Further assistance on PHP login script required

[Transentient]

After alot of help from those on this an other forums, i have been able to create a login and registration scripts, that work well.

However i have one question and one problem to resolve.

Question is: all the login and registration scripts i have seen all have MD5 encryption for the password transmission for registering or login. I have heard that MD5 is not as secure as it once was, would say SHA1 or 2 be more appropriate, or am I being over cautious with what is only a personal project?

Problem to solve is: Registering works well, password is encrypted and appears in the database table in its encrypted form. But when I use the login in keeps re-directing me to my login failure screen, even though the login is correct.

The login code is set to pass the password for validation in the encrypted form, it seems as the password is being rejected as it is not matching the encrypted one in the table?

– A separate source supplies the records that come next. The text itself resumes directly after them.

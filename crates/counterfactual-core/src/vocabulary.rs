//! Normalized substitution vocabulary.
//!
//! A [`Vocabulary`] keeps two views of the same word list:
//!
//! - **Entries**: every value in source order, duplicates included. Enumeration
//!   walks this list, so duplicates produce duplicate output sentences.
//! - **Distinct values**: first-occurrence order with a per-value count. Random
//!   sampling walks these counts, so a value listed twice is drawn twice as
//!   often as a value listed once.

use std::collections::HashMap;

/// An ordered, lower-cased list of words eligible for substitution.
#[derive(Debug, Clone, Default, PartialEq, Eq)]
pub struct Vocabulary {
    entries: Vec<String>,
    distinct: Vec<String>,
    counts: Vec<usize>,
    positions: HashMap<String, usize>,
}

impl Vocabulary {
    /// Build a vocabulary from raw values, lower-casing each one.
    pub fn new<I, S>(words: I) -> Self
    where
        I: IntoIterator<Item = S>,
        S: AsRef<str>,
    {
        let mut vocab = Self::default();
        for word in words {
            vocab.push(word.as_ref());
        }
        vocab
    }

    fn push(&mut self, word: &str) {
        let word = word.to_lowercase();
        match self.positions.get(&word) {
            Some(&index) => self.counts[index] += 1,
            None => {
                self.positions.insert(word.clone(), self.distinct.len());
                self.distinct.push(word.clone());
                self.counts.push(1);
            }
        }
        self.entries.push(word);
    }

    /// Check if a word is in the vocabulary.
    ///
    /// The lookup is case-insensitive.
    pub fn contains(&self, word: &str) -> bool {
        self.positions.contains_key(&word.to_lowercase())
    }

    /// Number of entries, duplicates included.
    pub fn len(&self) -> usize {
        self.entries.len()
    }

    pub fn is_empty(&self) -> bool {
        self.entries.is_empty()
    }

    /// Number of distinct values.
    pub fn distinct_len(&self) -> usize {
        self.distinct.len()
    }

    pub fn entries(&self) -> &[String] {
        &self.entries
    }

    /// Distinct values in first-occurrence order.
    pub fn distinct(&self) -> &[String] {
        &self.distinct
    }

    pub fn iter(&self) -> std::slice::Iter<'_, String> {
        self.entries.iter()
    }

    /// Draw an entry other than `word`, weighted by how often each value
    /// occurs.
    ///
    /// Equivalent to picking uniformly among the entries that differ from
    /// `word`, without a retry loop. `word` is compared case-insensitively.
    /// Returns `None` when no other value exists (empty vocabulary, or every
    /// entry equals `word`).
    pub fn sample_excluding(&self, word: &str, rng: &mut fastrand::Rng) -> Option<&str> {
        let excluded = self.positions.get(&word.to_lowercase()).copied();
        let skipped = excluded.map_or(0, |index| self.counts[index]);
        let candidates = self.entries.len() - skipped;
        if candidates == 0 {
            return None;
        }

        let mut remaining = rng.usize(..candidates);
        for (index, (value, &count)) in self.distinct.iter().zip(&self.counts).enumerate() {
            if Some(index) == excluded {
                continue;
            }
            if remaining < count {
                return Some(value.as_str());
            }
            remaining -= count;
        }
        None
    }
}

impl<S: AsRef<str>> FromIterator<S> for Vocabulary {
    fn from_iter<I: IntoIterator<Item = S>>(iter: I) -> Self {
        Self::new(iter)
    }
}

impl<'a> IntoIterator for &'a Vocabulary {
    type Item = &'a String;
    type IntoIter = std::slice::Iter<'a, String>;

    fn into_iter(self) -> Self::IntoIter {
        self.entries.iter()
    }
}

any help, as always would be gratefully recieved.

Thanks in advance

[traq]

Please post the problematic script so we can check it out.

[Transentient]

As requested the login script with the problem, the registration script works fine, the login form works fine, the invalid login page works fine, just the login script has a problem, even when the correct password and username combination are used.

PHP]<?php
//Start session
session_start();

//Include database connection details
require_once('config.php');

//Array to store validation errors
$errmsg_arr = array();

//Validation error flag
$errflag = false;

//Connect to mysql server
$link = mysql_connect(DB_HOST, DB_USER, DB_PASSWORD);
if(!$link) {
die('Failed to connect to server: ' . mysql_error());
}

//Select database
$db = mysql_select_db(DB_DATABASE);
if(!$db) {
die("Unable to select database");
}

//Function to sanitize values received from the form. Prevents SQL injection
function clean($str) {
$str = @trim($str);
if(get_magic_quotes_gpc()) {
$str = stripslashes($str);
}
return mysql_real_escape_string($str);
}

//Sanitize the POST values
$login = clean($_POST['login']);
$password = clean($_POST['password']);

//Input Validations
if($login == '') {
$errmsg_arr[] = 'Login ID missing';
$errflag = true;
}
if($password == '') {
$errmsg_arr[] = 'Password missing';
$errflag = true;
}

//If there are input validations, redirect back to the login form
if($errflag) {
$_SESSION['ERRMSG_ARR'] = $errmsg_arr;
session_write_close();
header("location: login-form.php");
exit();
}

//Create query
$qry="SELECT * FROM members WHERE login='$login' AND passwd='".md5($_POST['password'])."'";
$result=mysql_query($qry);

//Check whether the query was successful or not
if($result) {
if(mysql_num_rows($result) == 1) {
//Login Successful
session_regenerate_id();
$member = mysql_fetch_assoc($result);
$_SESSION['SESS_MEMBER_ID'] = $member['member_id'];
$_SESSION['SESS_FIRST_NAME'] = $member['firstname'];
$_SESSION['SESS_LAST_NAME'] = $member['lastname'];
session_write_close();
header("location: member-index.php");
exit();
}else {
//Login failed
header("location: login-failed.php");
exit();
}
}else {
die("Query failed");
}
?>[/PHP]

Thanks for any help

[traq]

nothing obvious. do this:

PHP Code:

print md5($_POST['password']); 


and compare the result to the database record.

[Transentient]

Thanks for the suggestion.

tried the code, but I get nothing displayed, should i be inserting the code in the code that process the login or on the login failure page? Tried both, nothing is displayed?

Thanks

[traq]

on the page that receives/ processes the form. Try putting it up near the beginning, like just after your session_start() call.

However, you've obviously done something else wrong: and md5 hash is always a 32-character hexadecimal string -even the hash of an empty or null value. Wherever you put that line of code, it was not executed.